For me, Arthur Grumiaux was one of the three great violinists of the 20th century (on the podium with Kreisler and Heifetz). A suave, meticulous violinist with an immaculate virtuoso technique that enabled him to play anything and everything, Grumiaux carried the flame of the Franco-Belgian school of violin playing. Never a constantly-touring virtuoso, Grumiaux travelled little outside Europe and appears to have rejoiced especially in playing chamber music with chosen colleagues.

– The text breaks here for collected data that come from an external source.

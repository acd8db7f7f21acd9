use clap::Parser;
use tracing::info;
use tracing_subscriber::EnvFilter;

use ivysilani_dl::cli::Cli;

#[tokio::main]
async fn main() -> anyhow::Result<()> {
    // Parse command line arguments
    let cli = Cli::parse();

    // Initialize tracing; progress goes to stdout, logs stay on stderr
    let filter = EnvFilter::try_from_default_env()
        .unwrap_or_else(|_| EnvFilter::new(cli.log_directives()));
    tracing_subscriber::fmt()
        .with_env_filter(filter)
        .with_writer(std::io::stderr)
        .init();

    info!("Starting ivysilani-dl v{}", env!("CARGO_PKG_VERSION"));

    // Handle the command
    cli.run().await?;

    Ok(())
}
use crate::config::Config;
use crate::core::error::{DownloadError, Result};
use crate::core::quality::{available_qualities, negotiate_quality};
use crate::core::subtitles::download_subtitles;
use crate::core::{Downloader, MetadataSource, QualityResolver, VideoMetadata};
use crate::extractors::extract_video_id;
use crate::utils::generate_output_filename;
use std::path::PathBuf;
use tracing::{info, warn};

/// One download request: a page URL plus what to fetch from it.
#[derive(Debug, Clone)]
pub struct DownloadJob {
    pub url: String,
    pub subtitles: bool,
    pub verbose: bool,
}

/// Outcome of the quality negotiation: metadata fetched at `quality`.
#[derive(Debug, Clone)]
pub struct ResolvedVideo {
    pub video_id: u64,
    pub quality: String,
    pub metadata: VideoMetadata,
}

#[derive(Debug, Clone)]
pub struct DownloadReport {
    pub video_id: u64,
    pub quality: String,
    pub media_path: PathBuf,
    pub media_bytes: u64,
    pub subtitle_path: Option<PathBuf>,
}

impl DownloadJob {
    pub fn new(url: impl Into<String>) -> Self {
        Self {
            url: url.into(),
            subtitles: false,
            verbose: false,
        }
    }

    pub fn with_subtitles(mut self, subtitles: bool) -> Self {
        self.subtitles = subtitles;
        self
    }

    pub fn with_verbose(mut self, verbose: bool) -> Self {
        self.verbose = verbose;
        self
    }

    /// Extracts the id, fetches the catalog, agrees on a quality and fetches
    /// the metadata again at that quality.
    ///
    /// The catalog response is only used for its quality list: its media URL
    /// is bound to the catalog quality and is dropped here.
    pub async fn resolve(
        &self,
        config: &Config,
        source: &dyn MetadataSource,
        resolver: &mut dyn QualityResolver,
    ) -> Result<ResolvedVideo> {
        let video_id = extract_video_id(&self.url)
            .ok_or_else(|| DownloadError::NoVideoId(self.url.clone()))?;
        info!("Video ID: {} ({})", video_id, source.name());

        self.print_request(source, video_id, &config.catalog_quality);
        let catalog = source
            .fetch_video_meta(video_id, &config.catalog_quality)
            .await?;
        let stream = catalog.stream()?;

        if self.verbose {
            for quality in &stream.available_qualities {
                println!("{}", quality);
            }
        }

        let available = available_qualities(stream);
        let quality = negotiate_quality(&available, resolver)?;
        info!("Selected quality: {}", quality);

        self.print_request(source, video_id, &quality);
        let metadata = source.fetch_video_meta(video_id, &quality).await?;
        if self.verbose {
            println!("Stream URL: {}", metadata.stream()?.url);
        }

        Ok(ResolvedVideo {
            video_id,
            quality,
            metadata,
        })
    }

    fn print_request(&self, source: &dyn MetadataSource, video_id: u64, quality: &str) {
        if self.verbose {
            if let Some(url) = source.request_url(video_id, quality) {
                println!("API URL: {}", url);
            }
        }
    }

    /// Runs the whole pipeline: subtitles first when requested, then media.
    pub async fn run(
        &self,
        config: &Config,
        client: &reqwest::Client,
        source: &dyn MetadataSource,
        resolver: &mut dyn QualityResolver,
    ) -> Result<DownloadReport> {
        let resolved = self.resolve(config, source, resolver).await?;
        let stream = resolved.metadata.stream()?;
        let title = &resolved.metadata.show_title;

        let subtitle_path = if self.subtitles && stream.has_subtitles() {
            let path = config
                .output_dir
                .join(generate_output_filename(title, resolved.video_id, "srt"));
            download_subtitles(client, stream, config, &path).await?;
            Some(path)
        } else {
            if self.subtitles {
                warn!("No subtitles available for {}", title);
            }
            None
        };

        let media_path = config
            .output_dir
            .join(generate_output_filename(title, resolved.video_id, "mp4"));
        let downloader = Downloader::new(client.clone(), config, self.verbose);
        let media_bytes = downloader.download_media(&stream.url, &media_path).await?;

        Ok(DownloadReport {
            video_id: resolved.video_id,
            quality: resolved.quality,
            media_path,
            media_bytes,
            subtitle_path,
        })
    }
}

This current CD comes from SWR Music, distributed by Hänssler Classic. As I have remarked before, Grumiaux live is often even better than Grumiaux in the studio. In the current world, it's a rare and necessary treat to be able to bask in 18th musical civilisation for an hour or so. Musically, I appear to be stuck for the time being in the 18th century. There are worse places to be.


Friday 12 February 2021

Joyce DiDonato, Sandrine Piau, and Handel

I have hundreds of recordings of the music of Handel and Bach. During the current long Covid lockdown, they are a great comfort. They include an immense library of recordings of Handel's music – duets, cantatas, operas, and oratorios, as well as many recordings of excerpts, particularly of opera arias. Ditto a library of Bach recordings, plus many others of 18th-century music (including that of Purcell who died in 1695 at the age of 36). The 18th century with Bach, Handel, Pergolesi, Vivaldi, the Scarlattis, Rameau, Haydn and Mozart has become, at the moment, my listening period of choice. A pity about all those 19th and 20th-century composers for the moment, until my tastes change again and the wind swings round to the 19th century.

Stars of my listening have been Sandrine Piau and Joyce DiDonato. Piau has an angelic voice (although her diction isn't great). DiDonato has a highly dramatic mezzo-soprano voice, with excellent diction. Together they make a fine pair of contrasted listening, even in much of the same music. Is there any more heartbreaking air in the whole of music than Purcell's “Dido's Lament”? Joyce DiDonato (with Il Pomo d'Oro) sings it most movingly, as she does Handel's “Lascia ch'io pianga” from Rinaldo. Sandrine Piau in arias from Handel's Opera Seria (Naïve, 2004 with Les Talens Lyriques and Christophe Rousset) gives us twelve Handel arias to complement her previous Handel CD “Between Heaven and Earth” that I wrote about enthusiastically a short while ago. DiDonato's CD of “In War and Peace”, an Erato CD from 2016, recorded in the South Tyrol, makes for over an hour of happy listening. Bach and Handel spent a lot of care over their accompanying orchestras, featuring different colours. Since singers can be a pretty unreliable lot, subject to colds and sniffles, it made sense to ensure that the band could always play up with interesting music to distract from vocal foibles. The band members would have been a pretty known quantity, whilst singers varied according to the season. It is important in a performance, then, that the band be given equal prominence with the singers. Too many recording producers, on the evidence of many I have been listening to, follow the pop music norm of lead singer with a big microphone up-front, whilst the “backing group” shares a small microphone towards the back. Not good, in Bach and Handel. Joyce DiDonato's recording of “In War and Peace” shows how it should be done. Airs and arias by Handel, Purcell and a few others are beautifully sung, beautifully accompanied, and beautifully balanced by the recording engineers.

To end this enthusiastic write-up on a scowling note: A burst of crass American commercialism by Erato (Warner). The makers of DiDonato's dress, jewellery, and make-up are all listed. On a CD liner note! No one tells us where Maxim Emelyanychev (the conductor) bought his shoes, nor to which barber he reported. Not a word about who made Handel's and Purcell's wigs. We need to know these things.